Dulu untuk Membangun Nasionalisme, Kini untuk Mempertahankan Budaya dan Seni Jawa

Staf redaksi majalah Panjebar Semangat, M  Wijotohardjo menunjukkan majalah mingguan Panjebar Semangat yang tetap eksis sampai sekarang.

Staf redaksi majalah Panjebar Semangat, M Wijotohardjo menunjukkan majalah mingguan Panjebar Semangat yang tetap eksis sampai sekarang.

Kota Surabaya, Bhirawa
Tentu jadi pertanyaan besar dalam benak, bagaimana sebuah majalah dengan menggunakan Bahasa Jawa masih bertahan di zaman yang bergerak cepat seperti saat ini. Majalah ini adalah Panjebar Semangat, sebuah penerbitan yang memiliki kantor redaksi dan percetakan di Jl Bubutan No 87 Surabaya. Tak jauh dari Gedung Nasional Indonesia dan Makam dr Soetomo.
Kantor majalah Panjebar Semangat  tidak terlalu besar seperti kantor media-media lainnya, namun majalah ini memiliki sejarah panjang Indonesia. Terbit kali pertama pada Sabtu Wage, 2 September 1933, Panjebar Semangat membawa semangat untuk membangun nasionalisme. Majalah ini lahir atas prakarsa Dr Soetomo, pendiri organisasi Boedi Oetomo.
Meskipun bukan media pertama di Indonesia, Panjebar Semangat disebut-sebut sebagai salah satu media tertua di Indonesia yang masih eksis sampai sekarang ini.
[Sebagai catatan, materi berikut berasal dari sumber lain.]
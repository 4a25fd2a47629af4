use navdrop::{ConfigError, DropdownError};
use thiserror::Error;

#[derive(Debug, Error)]
pub enum DemoError {
    #[error("failed to load config: {0}")]
    Config(#[from] ConfigError),
    #[error("failed to assemble dropdown: {0}")]
    Dropdown(#[from] DropdownError),
    #[error("failed to encode transcript: {0}")]
    Json(#[from] serde_json::Error),
    #[error("failed to write output: {0}")]
    Io(#[from] std::io::Error),
    #[error("invalid argument: {0}")]
    Usage(String),
}

impl DemoError {
    pub fn exit_code(&self) -> i32 {
        match self {
            Self::Usage(_) => 2,
            Self::Config(_) => 3,
            Self::Dropdown(_) => 4,
            Self::Json(_) | Self::Io(_) => 1,
        }
    }
}

pub type Result<T> = std::result::Result<T, DemoError>;
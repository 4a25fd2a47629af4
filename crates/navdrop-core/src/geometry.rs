#![forbid(unsafe_code)]

//! Geometric primitives.

/// A measured rectangle in host coordinates (CSS pixels or equivalent).
///
/// Origin is the top-left of the viewport. Values are whatever the host's
/// measurement capability reports; negative origins are allowed.
#[derive(Debug, Clone, Copy, PartialEq, Default)]
#[cfg_attr(feature = "serde", derive(serde::Serialize, serde::Deserialize))]
pub struct Rect {
    /// Left edge.
    pub x: f64,
    /// Top edge.
    pub y: f64,
    /// Width.
    pub width: f64,
    /// Height.
    pub height: f64,
}

impl Rect {
    /// Create a new rectangle.
    #[inline]
    pub const fn new(x: f64, y: f64, width: f64, height: f64) -> Self {
        Self {
            x,
            y,
            width,
            height,
        }
    }

    /// Create a rectangle at the origin with the given size.
    #[inline]
    pub const fn from_size(width: f64, height: f64) -> Self {
        Self::new(0.0, 0.0, width, height)
    }

    /// Horizontal center: `x + width / 2`.
    #[inline]
    pub fn center_x(&self) -> f64 {
        self.x + self.width / 2.0
    }

    /// A rectangle of the same size whose horizontal center sits at `center_x`.
    #[inline]
    pub fn centered_on_x(&self, center_x: f64) -> Rect {
        Rect::new(center_x - self.width / 2.0, self.y, self.width, self.height)
    }
}

/// Size of the host viewport.
#[derive(Debug, Clone, Copy, PartialEq, Default)]
#[cfg_attr(feature = "serde", derive(serde::Serialize, serde::Deserialize))]
pub struct ViewportSize {
    pub width: f64,
    pub height: f64,
}

impl ViewportSize {
    pub const fn new(width: f64, height: f64) -> Self {
        Self { width, height }
    }
}
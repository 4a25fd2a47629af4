//! Reactive primitives: shared values that notify subscribers on change.

pub mod observable;

pub use observable::{Observable, Subscription};
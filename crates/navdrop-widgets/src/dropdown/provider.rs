#![forbid(unsafe_code)]

//! Dropdown context: one registry shared by every option and the root.

use std::cell::Cell;
use std::fmt;
use std::rc::Rc;

use navdrop_core::animation::AnimationEngine;
use navdrop_runtime::config::DropdownConfig;
use navdrop_runtime::scheduler::Scheduler;
use navdrop_runtime::viewport::Viewport;

use super::arbiter::InteractionArbiter;
use super::dimensions::DimensionObserver;
use super::option::DropdownOption;
use super::registry::{ContentRenderer, OptionId, OptionRegistry};
use super::root::DropdownRoot;

/// Errors from assembling a dropdown.
#[derive(Debug, Clone, Copy, PartialEq, Eq)]
pub enum DropdownError {
    /// A root for this provider is already alive.
    RootAlreadyMounted,
}

impl fmt::Display for DropdownError {
    fn fmt(&self, f: &mut fmt::Formatter<'_>) -> fmt::Result {
        match self {
            Self::RootAlreadyMounted => f.write_str("dropdown root is already mounted"),
        }
    }
}

impl std::error::Error for DropdownError {}

/// Owns the registry and hands out options and the root.
///
/// # Example
///
/// ```ignore
/// let provider = DropdownProvider::new(scheduler, viewport, DropdownConfig::default());
/// let products = provider.option("Products", products_panel, 0.0);
/// products.attach(trigger_element);
/// let root = provider.root(engine)?;
/// ```
pub struct DropdownProvider {
    registry: OptionRegistry,
    scheduler: Rc<dyn Scheduler>,
    viewport: Viewport,
    config: DropdownConfig,
    root_mounted: Rc<Cell<bool>>,
}

impl DropdownProvider {
    pub fn new(scheduler: Rc<dyn Scheduler>, viewport: Viewport, config: DropdownConfig) -> Self {
        Self {
            registry: OptionRegistry::new(),
            scheduler,
            viewport,
            config,
            root_mounted: Rc::new(Cell::new(false)),
        }
    }

    /// Create an option trigger. It registers once its anchor is measured.
    pub fn option(
        &self,
        name: impl Into<String>,
        content: impl ContentRenderer + 'static,
        background_height: f64,
    ) -> DropdownOption {
        let id = OptionId::next();
        let observer = DimensionObserver::new(
            Rc::clone(&self.scheduler),
            self.viewport.clone(),
            self.config.dimensions.responsive,
        );
        let arbiter = InteractionArbiter::new(
            id,
            self.registry.clone(),
            self.viewport.clone(),
            &self.config.interaction,
        );
        DropdownOption::new(
            name.into(),
            self.registry.clone(),
            observer,
            arbiter,
            Rc::new(content),
            background_height,
        )
    }

    /// Mount the panel. Fails while another root from this provider lives.
    pub fn root(&self, engine: Rc<dyn AnimationEngine>) -> Result<DropdownRoot, DropdownError> {
        if self.root_mounted.get() {
            return Err(DropdownError::RootAlreadyMounted);
        }
        Ok(DropdownRoot::new(
            self.registry.clone(),
            Rc::clone(&self.scheduler),
            engine,
            self.config.transition.clone(),
            Rc::clone(&self.root_mounted),
        ))
    }

    pub fn registry(&self) -> &OptionRegistry {
        &self.registry
    }

    pub fn viewport(&self) -> &Viewport {
        &self.viewport
    }

    pub fn config(&self) -> &DropdownConfig {
        &self.config
    }

    pub fn is_root_mounted(&self) -> bool {
        self.root_mounted.get()
    }
}

impl fmt::Debug for DropdownProvider {
    fn fmt(&self, f: &mut fmt::Formatter<'_>) -> fmt::Result {
        f.debug_struct("DropdownProvider")
            .field("registry", &self.registry)
            .field("viewport", &self.viewport)
            .field("root_mounted", &self.root_mounted.get())
            .finish_non_exhaustive()
    }
}
#![forbid(unsafe_code)]

//! navdrop runtime
//!
//! The single-threaded plumbing dropdown components are built on.
//!
//! # Key Components
//!
//! - [`Observable`] / [`Subscription`] - shared values with change notification
//! - [`Scheduler`] - next-frame callbacks and one-shot timers, cancelled by
//!   dropping their [`TaskHandle`]
//! - [`ManualScheduler`] - deterministic scheduler with a virtual clock
//! - [`Viewport`] - viewport size and resize events
//! - [`DropdownConfig`] - timing and interaction parameters
//!
//! # Role in navdrop
//! Everything here runs on one thread and never blocks: suspension is always
//! "call me back later", and every pending callback is owned by an RAII
//! handle so tearing a component down releases it.

pub mod config;
pub mod reactive;
pub mod scheduler;
pub mod viewport;

pub use config::{
    ConfigError, DimensionConfig, DropdownConfig, InteractionConfig, TransitionConfig,
};
pub use reactive::{Observable, Subscription};
pub use scheduler::{ManualScheduler, Scheduler, Task, TaskHandle, TaskSlot, TaskState, task_pair};
pub use viewport::Viewport;
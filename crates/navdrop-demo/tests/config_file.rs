//! Config file handling for the demo binary.
//!
//! Run:
//!   cargo test -p navdrop-demo --test config_file

use std::fs;

use clap::Parser;
use navdrop_demo::{Cli, DemoError, run};
use tempfile::tempdir;

fn run_with(args: &[&str]) -> Result<String, DemoError> {
    let cli = Cli::try_parse_from(std::iter::once("navdrop-demo").chain(args.iter().copied()))
        .expect("arguments parse");
    let mut out = Vec::new();
    run(cli, &mut out)?;
    Ok(String::from_utf8(out).expect("utf-8 transcript"))
}

#[test]
fn toml_config_changes_durations() {
    let dir = tempdir().unwrap();
    let path = dir.path().join("navdrop.toml");
    fs::write(
        &path,
        "[transition]\nduration_ms = 300\nfade_delay_ms = 0\n",
    )
    .unwrap();

    let text = run_with(&["--config", path.to_str().unwrap()]).unwrap();
    assert!(text.contains("panel.opacity -> 1 (300ms)"), "{text}");
}

#[test]
fn json_config_moves_touch_threshold() {
    let dir = tempdir().unwrap();
    let path = dir.path().join("navdrop.json");
    fs::write(
        &path,
        r#"{ "interaction": { "touch_mode_max_viewport_height": 1000.0 } }"#,
    )
    .unwrap();

    // 800px is hover mode by default; with the raised threshold hover is ignored.
    let text = run_with(&["--config", path.to_str().unwrap(), "--viewport-height", "800"]).unwrap();
    assert!(text.contains("hover-start Products\n"), "{text}");
    assert!(!text.contains("hover-start Products (open"), "{text}");
}

#[test]
fn invalid_config_is_rejected() {
    let dir = tempdir().unwrap();
    let path = dir.path().join("bad.toml");
    fs::write(&path, "[transition]\nduration_ms = 0\n").unwrap();

    let err = run_with(&["--config", path.to_str().unwrap()]).unwrap_err();
    assert!(matches!(err, DemoError::Config(_)));
    assert_eq!(err.exit_code(), 3);
    assert!(err.to_string().contains("duration_ms must be > 0"));
}

#[test]
fn missing_config_is_an_io_error() {
    let dir = tempdir().unwrap();
    let path = dir.path().join("absent.toml");
    let err = run_with(&["--config", path.to_str().unwrap()]).unwrap_err();
    assert!(err.to_string().starts_with("failed to load config: I/O error"));
}
#![forbid(unsafe_code)]

//! Shared values that tell their listeners when they change.
//!
//! Dropdown state travels through these: the registry revision and
//! selection, each trigger's measured rectangle, the viewport resize epoch,
//! and the published panel frame. A write that leaves the value equal to the
//! old one is silent, which is what keeps no-op registry patches and
//! repeated measurements of an unchanged layout from cascading.
//!
//! # Invariants
//!
//! 1. The revision counter moves by one per value-changing write and never
//!    otherwise.
//! 2. Listeners run in the order they subscribed.
//! 3. Listeners run with no borrow held. A listener may read this value,
//!    write it, or subscribe new listeners; nested writes notify
//!    immediately (depth-first) and end the outer round, so the last value
//!    every listener hears is the current one.
//! 4. A listener whose [`Subscription`] was dropped is never called again,
//!    even if the drop happens during the current notification.
//!
//! # Failure Modes
//!
//! - **Forgotten guards**: a `Subscription` kept alive in a long-lived owner
//!   keeps its listener firing. Entries for dropped guards are swept on the
//!   next change.

use std::cell::RefCell;
use std::fmt;
use std::rc::{Rc, Weak};

use tracing::trace_span;

type Listener<T> = dyn Fn(&T);

struct Shared<T> {
    current: T,
    revision: u64,
    listeners: Vec<Weak<Listener<T>>>,
}

/// Reference-counted handle to a value with change notification.
///
/// Clones share the value, the revision, and the listener list.
pub struct Observable<T> {
    shared: Rc<RefCell<Shared<T>>>,
}

impl<T: Clone + PartialEq + 'static> Observable<T> {
    #[must_use]
    pub fn new(initial: T) -> Self {
        Self {
            shared: Rc::new(RefCell::new(Shared {
                current: initial,
                revision: 0,
                listeners: Vec::new(),
            })),
        }
    }

    /// Snapshot of the current value.
    #[must_use]
    pub fn get(&self) -> T {
        self.with(T::clone)
    }

    /// Borrow the current value for the duration of `read`.
    ///
    /// `read` must not write to this observable.
    pub fn with<R>(&self, read: impl FnOnce(&T) -> R) -> R {
        read(&self.shared.borrow().current)
    }

    /// Replace the value. Listeners hear about it only if it differs.
    pub fn set(&self, next: T) {
        let changed = {
            let mut shared = self.shared.borrow_mut();
            let changed = shared.current != next;
            if changed {
                shared.current = next;
                shared.revision += 1;
            }
            changed
        };
        if changed {
            self.broadcast();
        }
    }

    /// Edit the value in place and report whether the edit changed it.
    pub fn update(&self, edit: impl FnOnce(&mut T)) -> bool {
        let mut draft = self.get();
        edit(&mut draft);
        let changed = self.with(|current| *current != draft);
        if changed {
            self.set(draft);
        }
        changed
    }

    /// Register `listener` for future changes. It is not called with the
    /// current value.
    pub fn subscribe(&self, listener: impl Fn(&T) + 'static) -> Subscription {
        let listener: Rc<Listener<T>> = Rc::new(listener);
        self.shared
            .borrow_mut()
            .listeners
            .push(Rc::downgrade(&listener));
        Subscription {
            _listener: Box::new(listener),
        }
    }

    /// Number of value-changing writes so far.
    #[must_use]
    pub fn version(&self) -> u64 {
        self.shared.borrow().revision
    }

    /// Listeners whose guard is still held.
    #[must_use]
    pub fn live_subscriber_count(&self) -> usize {
        self.shared
            .borrow()
            .listeners
            .iter()
            .filter(|l| l.strong_count() > 0)
            .count()
    }

    fn broadcast(&self) {
        let (listeners, value, revision) = {
            let mut shared = self.shared.borrow_mut();
            shared.listeners.retain(|l| l.strong_count() > 0);
            if shared.listeners.is_empty() {
                return;
            }
            (
                shared.listeners.clone(),
                shared.current.clone(),
                shared.revision,
            )
        };

        let _span = trace_span!(
            "navdrop.propagate",
            version = revision,
            subscribers = listeners.len() as u64
        )
        .entered();

        // Upgrade lazily so a guard dropped by an earlier listener in this
        // round silences the later one.
        for listener in listeners.iter().filter_map(Weak::upgrade) {
            listener(&value);
            // A nested write already broadcast a newer value to everyone;
            // continuing would hand the remaining listeners a stale one.
            if self.shared.borrow().revision != revision {
                break;
            }
        }
    }
}

impl<T> Clone for Observable<T> {
    fn clone(&self) -> Self {
        Self {
            shared: Rc::clone(&self.shared),
        }
    }
}

impl<T: Default + Clone + PartialEq + 'static> Default for Observable<T> {
    fn default() -> Self {
        Self::new(T::default())
    }
}

impl<T: fmt::Debug> fmt::Debug for Observable<T> {
    fn fmt(&self, f: &mut fmt::Formatter<'_>) -> fmt::Result {
        let shared = self.shared.borrow();
        f.debug_struct("Observable")
            .field("current", &shared.current)
            .field("revision", &shared.revision)
            .field("listeners", &shared.listeners.len())
            .finish()
    }
}

/// Keeps a listener registered. Drop it to unsubscribe.
#[must_use = "the listener is removed as soon as the Subscription is dropped"]
pub struct Subscription {
    _listener: Box<dyn std::any::Any>,
}

impl fmt::Debug for Subscription {
    fn fmt(&self, f: &mut fmt::Formatter<'_>) -> fmt::Result {
        f.write_str("Subscription")
    }
}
Dan sejak awal terbit hingga sekarang, majalah mingguan ini tetap kukuh menggunakan Bahasa Jawa sebagai ciri khasnya.
Staf redaksi majalah Panjebar Semangat, M  Wijotohardjo mengatakan pemakaian Bahasa Jawa yang sampai sekarang tetap eksis tanpa terpengaruh media-media lainnya. Karena pada waktu itu Bahasa Melayu atau Bahasa Indonesia belum terlalu memasyarakat, walaupun dalam Sumpah Pemuda sudah dinyatakan menjunjung tinggi bahasa persatuan Bahasa Indonesia.
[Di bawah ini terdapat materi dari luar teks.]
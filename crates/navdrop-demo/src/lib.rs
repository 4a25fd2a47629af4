#![forbid(unsafe_code)]

//! Headless replay of scripted dropdown interactions.
//!
//! Builds a three-item nav bar on a [`ManualScheduler`](navdrop::ManualScheduler),
//! replays a built-in script, and prints every animation command the
//! dropdown issued.

pub mod cli;
pub mod error;
pub mod logging;
pub mod script;

pub use cli::{Cli, run, run_from_env};
pub use error::{DemoError, Result};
“Pada waktu itu masyarakat lebih mengenal Bahasa Melayu, oleh sebab itu terkait bahasa Pak Tomo (Dr Soetomo) menjadi dilema. Akhirnya kesepakatan pakai bahasa ngoko alus, karena bahasa ini mudah dikenal masyarakat apalagi masyarakat Surabaya, dan itu kita lestarikan sampai sekarang,” terangnya ketika ditemui Bhirawa di kantornya belum lama ini.
Sesuai namanya, Panjebar Semangat terbit untuk mengobarkan semangat kemerdekaan dari belenggu penindasan pemerintah Belanda. Agar tidak terlihat mencolok, beberapa konten diisi dengan rubrik budaya, mengingat pemerintah Belanda saat itu sangat ketat terhadap media-media yang kental akan unsur propaganda di dalamnya.
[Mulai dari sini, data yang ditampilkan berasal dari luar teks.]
#![forbid(unsafe_code)]

//! Panel, background, and indicator transition policy.
//!
//! The controller watches the registry and the panel hover flag, derives
//! the target value of every [`AnimatedProperty`], and forwards changed
//! targets to the host's [`AnimationEngine`].
//!
//! State machine:
//!
//! ```text
//!            target set / panel hovered
//!   Idle ───────────────────────────────▶ Active (+ FirstInteraction while armed)
//!    ▲                                      │
//!    └──────────────────────────────────────┘
//!         target none and panel not hovered
//! ```
//!
//! `FirstInteraction` makes position and size snap instead of sliding in
//! from wherever the panel was last closed. It is cleared
//! `first_interaction_window` after opening and re-armed
//! `duration * exit_reset_factor` after closing.
//!
//! # Invariants
//!
//! - At most one clear timer and one re-arm timer exist; each phase change
//!   cancels the timer belonging to the opposite phase.
//! - Only properties whose target changed are dispatched. The first sync
//!   dispatches every property.
//! - Missing geometry derives zeros, never an error.
//!
//! # Failure Modes
//!
//! - If the cached option was deleted the panel collapses to zero geometry
//!   and the indicator hides.

use std::cell::RefCell;
use std::collections::HashMap;
use std::fmt;
use std::rc::{Rc, Weak};

use navdrop_core::animation::{AnimatedProperty, AnimationEngine, AnimationTarget, Transition};
use navdrop_runtime::config::TransitionConfig;
use navdrop_runtime::reactive::{Observable, Subscription};
use navdrop_runtime::scheduler::{Scheduler, TaskHandle};
use web_time::Duration;

#[cfg(feature = "tracing")]
use tracing::{debug, trace};

use super::registry::{OptionRecord, OptionRegistry, RegistrySubscription};

// ============================================================================
// Derived values
// ============================================================================

/// Whether the panel is showing.
#[derive(Debug, Clone, Copy, PartialEq, Eq, Default)]
pub enum PanelPhase {
    /// Nothing targeted and the panel is not hovered.
    #[default]
    Idle,
    /// An option is targeted or the panel is hovered.
    Active,
}

impl PanelPhase {
    #[inline]
    pub fn is_active(self) -> bool {
        matches!(self, Self::Active)
    }
}

/// Target value of every animated property.
#[derive(Debug, Clone, Copy, PartialEq, Default)]
pub struct PanelTargets {
    pub x: f64,
    pub width: f64,
    pub height: f64,
    pub opacity: f64,
    pub rotate_x: f64,
    pub interactive: bool,
    pub background_height: f64,
    pub indicator_x: f64,
    pub indicator_opacity: f64,
}

impl PanelTargets {
    /// Derive targets from the cached record and the current phase.
    pub fn derive(cached: Option<&OptionRecord>, phase: PanelPhase, config: &TransitionConfig) -> Self {
        let panel = cached
            .and_then(|r| r.content.map(|c| c.centered_on_x(r.anchor_center_x)))
            .unwrap_or_default();
        let (x, width, height) = (panel.x, panel.width, panel.height);
        let indicator_x = cached.map_or(0.0, |r| r.anchor_center_x);
        let active = phase.is_active();
        Self {
            x,
            width,
            height,
            opacity: if active { 1.0 } else { 0.0 },
            rotate_x: if active { 0.0 } else { config.idle_tilt_deg },
            interactive: active,
            background_height: cached.map_or(0.0, |r| r.background_height),
            indicator_x,
            indicator_opacity: if indicator_x > 0.0 { 1.0 } else { 0.0 },
        }
    }

    pub fn target(&self, property: AnimatedProperty) -> AnimationTarget {
        match property {
            AnimatedProperty::PanelOpacity => AnimationTarget::Number(self.opacity),
            AnimatedProperty::PanelRotateX => AnimationTarget::Number(self.rotate_x),
            AnimatedProperty::PanelPointerEvents => AnimationTarget::Flag(self.interactive),
            AnimatedProperty::PanelX => AnimationTarget::Number(self.x),
            AnimatedProperty::PanelWidth => AnimationTarget::Number(self.width),
            AnimatedProperty::PanelHeight => AnimationTarget::Number(self.height),
            AnimatedProperty::BackgroundHeight => AnimationTarget::Number(self.background_height),
            AnimatedProperty::IndicatorX => AnimationTarget::Number(self.indicator_x),
            AnimatedProperty::IndicatorOpacity => AnimationTarget::Number(self.indicator_opacity),
        }
    }
}

/// Transition used when `property` changes.
pub fn transition_for(
    property: AnimatedProperty,
    first_interaction: bool,
    config: &TransitionConfig,
) -> Transition {
    let snap_or = |duration: Duration| {
        if first_interaction {
            Transition::eased(Duration::ZERO)
        } else {
            Transition::eased(duration)
        }
    };
    match property {
        AnimatedProperty::PanelOpacity | AnimatedProperty::PanelRotateX => {
            Transition::eased(config.duration()).delayed(config.fade_delay())
        }
        AnimatedProperty::PanelPointerEvents => {
            Transition::INSTANT.delayed(config.pointer_events_delay())
        }
        AnimatedProperty::PanelX | AnimatedProperty::IndicatorX => snap_or(config.duration()),
        AnimatedProperty::PanelWidth | AnimatedProperty::PanelHeight => {
            snap_or(config.size_duration())
        }
        AnimatedProperty::BackgroundHeight | AnimatedProperty::IndicatorOpacity => {
            Transition::eased(config.duration())
        }
    }
}

/// Snapshot of what the panel is doing.
#[derive(Debug, Clone, Copy, PartialEq, Default)]
pub struct PanelFrame {
    pub targets: PanelTargets,
    pub phase: PanelPhase,
    pub first_interaction: bool,
}

// ============================================================================
// Controller
// ============================================================================

/// Drives the panel's animated properties from registry state.
///
/// Dropping the controller unsubscribes from the registry and cancels its
/// timers.
pub struct TransitionController {
    inner: Rc<ControllerInner>,
    _registry: RegistrySubscription,
}

struct ControllerInner {
    registry: OptionRegistry,
    scheduler: Rc<dyn Scheduler>,
    engine: Rc<dyn AnimationEngine>,
    config: TransitionConfig,
    state: RefCell<ControllerState>,
    frame: Observable<PanelFrame>,
}

struct ControllerState {
    hovering: bool,
    phase: PanelPhase,
    armed: bool,
    clear_timer: Option<TaskHandle>,
    reset_timer: Option<TaskHandle>,
    dispatched: HashMap<AnimatedProperty, AnimationTarget>,
}

impl TransitionController {
    /// Create the controller and dispatch the initial (idle) targets.
    pub fn new(
        registry: OptionRegistry,
        scheduler: Rc<dyn Scheduler>,
        engine: Rc<dyn AnimationEngine>,
        config: TransitionConfig,
    ) -> Self {
        let inner = Rc::new(ControllerInner {
            registry: registry.clone(),
            scheduler,
            engine,
            config,
            state: RefCell::new(ControllerState {
                hovering: false,
                phase: PanelPhase::Idle,
                armed: true,
                clear_timer: None,
                reset_timer: None,
                dispatched: HashMap::new(),
            }),
            frame: Observable::new(PanelFrame::default()),
        });
        let weak = Rc::downgrade(&inner);
        let subscription = registry.subscribe(move || {
            if let Some(inner) = weak.upgrade() {
                ControllerInner::sync(&inner);
            }
        });
        ControllerInner::sync(&inner);
        Self {
            inner,
            _registry: subscription,
        }
    }

    /// Report whether the pointer is over the panel container.
    pub fn set_panel_hovered(&self, hovered: bool) {
        let changed = {
            let mut state = self.inner.state.borrow_mut();
            std::mem::replace(&mut state.hovering, hovered) != hovered
        };
        if changed {
            ControllerInner::sync(&self.inner);
        }
    }

    pub fn is_panel_hovered(&self) -> bool {
        self.inner.state.borrow().hovering
    }

    /// Current targets, phase, and first-interaction flag.
    pub fn frame(&self) -> PanelFrame {
        self.inner.frame.get()
    }

    /// Called whenever the published frame changes.
    pub fn subscribe(&self, listener: impl Fn(&PanelFrame) + 'static) -> Subscription {
        self.inner.frame.subscribe(listener)
    }

    pub fn phase(&self) -> PanelPhase {
        self.inner.state.borrow().phase
    }

    pub fn is_first_interaction(&self) -> bool {
        self.inner.state.borrow().first_interaction()
    }

    pub fn config(&self) -> &TransitionConfig {
        &self.inner.config
    }

    /// Whether a clear or re-arm timer is outstanding.
    pub fn has_pending_timers(&self) -> bool {
        let state = self.inner.state.borrow();
        state.clear_timer.as_ref().is_some_and(TaskHandle::is_pending)
            || state.reset_timer.as_ref().is_some_and(TaskHandle::is_pending)
    }
}

impl fmt::Debug for TransitionController {
    fn fmt(&self, f: &mut fmt::Formatter<'_>) -> fmt::Result {
        f.debug_struct("TransitionController")
            .field("frame", &self.frame())
            .field("hovering", &self.is_panel_hovered())
            .finish_non_exhaustive()
    }
}

impl ControllerState {
    fn first_interaction(&self) -> bool {
        self.phase.is_active() && self.armed
    }
}

impl ControllerInner {
    fn sync(this: &Rc<Self>) {
        let active = this.registry.target_id().is_some() || this.state.borrow().hovering;
        let phase = if active {
            PanelPhase::Active
        } else {
            PanelPhase::Idle
        };
        if phase != this.state.borrow().phase {
            Self::enter(this, phase);
        }
        this.dispatch();
    }

    fn enter(this: &Rc<Self>, phase: PanelPhase) {
        let mut state = this.state.borrow_mut();
        state.phase = phase;
        match phase {
            PanelPhase::Active => {
                state.reset_timer = None;
                if state.armed {
                    let weak = Rc::downgrade(this);
                    state.clear_timer = Some(this.scheduler.set_timeout(
                        this.config.first_interaction_window(),
                        Box::new(move || Self::on_clear(&weak)),
                    ));
                }
            }
            PanelPhase::Idle => {
                state.clear_timer = None;
                let weak = Rc::downgrade(this);
                state.reset_timer = Some(this.scheduler.set_timeout(
                    this.config.exit_reset_delay(),
                    Box::new(move || Self::on_reset(&weak)),
                ));
            }
        }
        #[cfg(feature = "tracing")]
        debug!(
            phase = ?phase,
            first_interaction = state.first_interaction(),
            "dropdown phase changed"
        );
    }

    fn on_clear(weak: &Weak<Self>) {
        let Some(this) = weak.upgrade() else {
            return;
        };
        {
            let mut state = this.state.borrow_mut();
            state.clear_timer = None;
            if !state.phase.is_active() {
                return;
            }
            state.armed = false;
        }
        #[cfg(feature = "tracing")]
        trace!("first interaction window elapsed");
        this.dispatch();
    }

    fn on_reset(weak: &Weak<Self>) {
        let Some(this) = weak.upgrade() else {
            return;
        };
        {
            let mut state = this.state.borrow_mut();
            state.reset_timer = None;
            state.armed = true;
        }
        #[cfg(feature = "tracing")]
        trace!("first interaction re-armed");
        this.dispatch();
    }

    fn dispatch(&self) {
        let cached = self.registry.cached_option();
        let (frame, commands) = {
            let mut state = self.state.borrow_mut();
            let first_interaction = state.first_interaction();
            let targets = PanelTargets::derive(cached.as_ref(), state.phase, &self.config);
            let mut commands = Vec::new();
            for property in AnimatedProperty::ALL {
                let target = targets.target(property);
                if state.dispatched.get(&property) != Some(&target) {
                    state.dispatched.insert(property, target);
                    commands.push((
                        property,
                        target,
                        transition_for(property, first_interaction, &self.config),
                    ));
                }
            }
            let frame = PanelFrame {
                targets,
                phase: state.phase,
                first_interaction,
            };
            (frame, commands)
        };

        #[cfg(feature = "tracing")]
        trace!(count = commands.len(), "dispatching panel animations");
        for (property, target, transition) in commands {
            self.engine.animate(property, target, transition);
        }
        self.frame.set(frame);
    }
}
Saat agresi Belanda I dan II, majalah Panjebar Semangat sempat berhenti terbit. Karena situasi saat itu memang sangat tidak memungkinkan. Ditambah kenyataan, banyak warga Surabaya memilih untuk mengungsi keluar kota. “Misi kita pada waktu itu yang didirikan langsung oleh Pak Tomo adalah menyebarkan semangat merebut kemerdekaan. Beda dengan misi saat ini, sekarang ini adalah mengisi kemerdekaan. Kehadiran majalah ini menjadi benteng terakhir untuk mempertahankan seni dan kebudayaan Jawa,” paparnya sambil menunjukkan terbitan pertama Panjebar Semangat yang dipajang di dinding kantor.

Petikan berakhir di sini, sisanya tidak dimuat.